Which of the lines below hold the word "Option"? Pull each of them out.

- [RECORDS SHOWN]
────────
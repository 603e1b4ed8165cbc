//! SIP and SIPS URIs (RFC 3261 section 19.1).
//!
//! ```text
//! sip:user:password@host:port;uri-parameters?headers
//! ```

use std::fmt;
use std::net::IpAddr;
use std::str::FromStr;

use serde::{Deserialize, Serialize};

use crate::error::{Error, Result};
use crate::parser::{lexer::Lexer, uri::parse_uri};
use crate::types::param::{set_param, write_params, Param, ParamList};

#[derive(Debug, Clone, Copy, PartialEq, Eq, Hash, Serialize, Deserialize)]
pub enum Scheme {
    Sip,
    Sips,
}

impl Scheme {
    pub fn as_str(&self) -> &'static str {
        match self {
            Scheme::Sip => "sip",
            Scheme::Sips => "sips",
        }
    }
}

impl fmt::Display for Scheme {
    fn fmt(&self, f: &mut fmt::Formatter<'_>) -> fmt::Result {
        f.write_str(self.as_str())
    }
}

impl FromStr for Scheme {
    type Err = Error;

    fn from_str(s: &str) -> Result<Self> {
        if s.eq_ignore_ascii_case("sip") {
            Ok(Scheme::Sip)
        } else if s.eq_ignore_ascii_case("sips") {
            Ok(Scheme::Sips)
        } else {
            Err(Error::InvalidUri(format!("unsupported scheme '{}'", s)))
        }
    }
}

#[derive(Debug, Clone, PartialEq, Eq, Hash, Serialize, Deserialize)]
pub enum Host {
    Domain(String),
    Address(IpAddr),
}

impl Host {
    pub fn domain(domain: impl Into<String>) -> Self {
        Host::Domain(domain.into())
    }

    /// Interpret a host string (IPv6 may be bracketed).
    pub fn parse(text: &str) -> Self {
        let bare = text.trim_start_matches('[').trim_end_matches(']');
        match bare.parse::<IpAddr>() {
            Ok(ip) => Host::Address(ip),
            Err(_) => Host::Domain(text.to_string()),
        }
    }
}

impl fmt::Display for Host {
    fn fmt(&self, f: &mut fmt::Formatter<'_>) -> fmt::Result {
        match self {
            Host::Domain(domain) => f.write_str(domain),
            Host::Address(IpAddr::V4(ip)) => write!(f, "{}", ip),
            Host::Address(IpAddr::V6(ip)) => write!(f, "[{}]", ip),
        }
    }
}

impl From<IpAddr> for Host {
    fn from(ip: IpAddr) -> Self {
        Host::Address(ip)
    }
}

#[derive(Debug, Clone, PartialEq, Eq, Hash, Serialize, Deserialize)]
pub struct Uri {
    pub scheme: Scheme,
    pub user: Option<String>,
    pub password: Option<String>,
    pub host: Host,
    pub port: Option<u16>,
    pub params: Vec<Param>,
    pub headers: Vec<(String, String)>,
}

impl Uri {
    pub fn new(scheme: Scheme, host: Host) -> Self {
        Self {
            scheme,
            user: None,
            password: None,
            host,
            port: None,
            params: Vec::new(),
            headers: Vec::new(),
        }
    }

    pub fn sip(host: impl Into<String>) -> Self {
        Self::new(Scheme::Sip, Host::parse(&host.into()))
    }

    pub fn sips(host: impl Into<String>) -> Self {
        Self::new(Scheme::Sips, Host::parse(&host.into()))
    }

    pub fn with_user(mut self, user: impl Into<String>) -> Self {
        self.user = Some(user.into());
        self
    }

    pub fn with_port(mut self, port: u16) -> Self {
        self.port = Some(port);
        self
    }

    pub fn with_param(mut self, param: Param) -> Self {
        set_param(&mut self.params, param);
        self
    }

    pub fn username(&self) -> Option<&str> {
        self.user.as_deref()
    }

    pub fn transport(&self) -> Option<&str> {
        self.params.iter().find_map(|p| match p {
            Param::Transport(t) => Some(t.as_str()),
            _ => None,
        })
    }

    /// Loose-routing marker on a Route / Record-Route URI.
    pub fn is_loose_router(&self) -> bool {
        self.params.iter().any(|p| matches!(p, Param::Lr))
    }
}

impl ParamList for Uri {
    fn params(&self) -> &[Param] {
        &self.params
    }
}

impl fmt::Display for Uri {
    fn fmt(&self, f: &mut fmt::Formatter<'_>) -> fmt::Result {
        write!(f, "{}:", self.scheme)?;
        if let Some(user) = &self.user {
            f.write_str(user)?;
            if let Some(password) = &self.password {
                write!(f, ":{}", password)?;
            }
            f.write_str("@")?;
        }
        write!(f, "{}", self.host)?;
        if let Some(port) = self.port {
            write!(f, ":{}", port)?;
        }
        write_params(f, &self.params)?;
        for (i, (name, value)) in self.headers.iter().enumerate() {
            let sep = if i == 0 { '?' } else { '&' };
            write!(f, "{}{}={}", sep, name, value)?;
        }
        Ok(())
    }
}

impl FromStr for Uri {
    type Err = Error;

    fn from_str(s: &str) -> Result<Self> {
        let mut lexer = Lexer::new(s);
        let uri = parse_uri(&mut lexer, true)?;
        lexer.expect_end()?;
        Ok(uri)
    }
}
────────
- [OUTPUT BELOW]
    pub user: Option<String>,
    pub password: Option<String>,
    pub port: Option<u16>,
    pub fn username(&self) -> Option<&str> {
    pub fn transport(&self) -> Option<&str> {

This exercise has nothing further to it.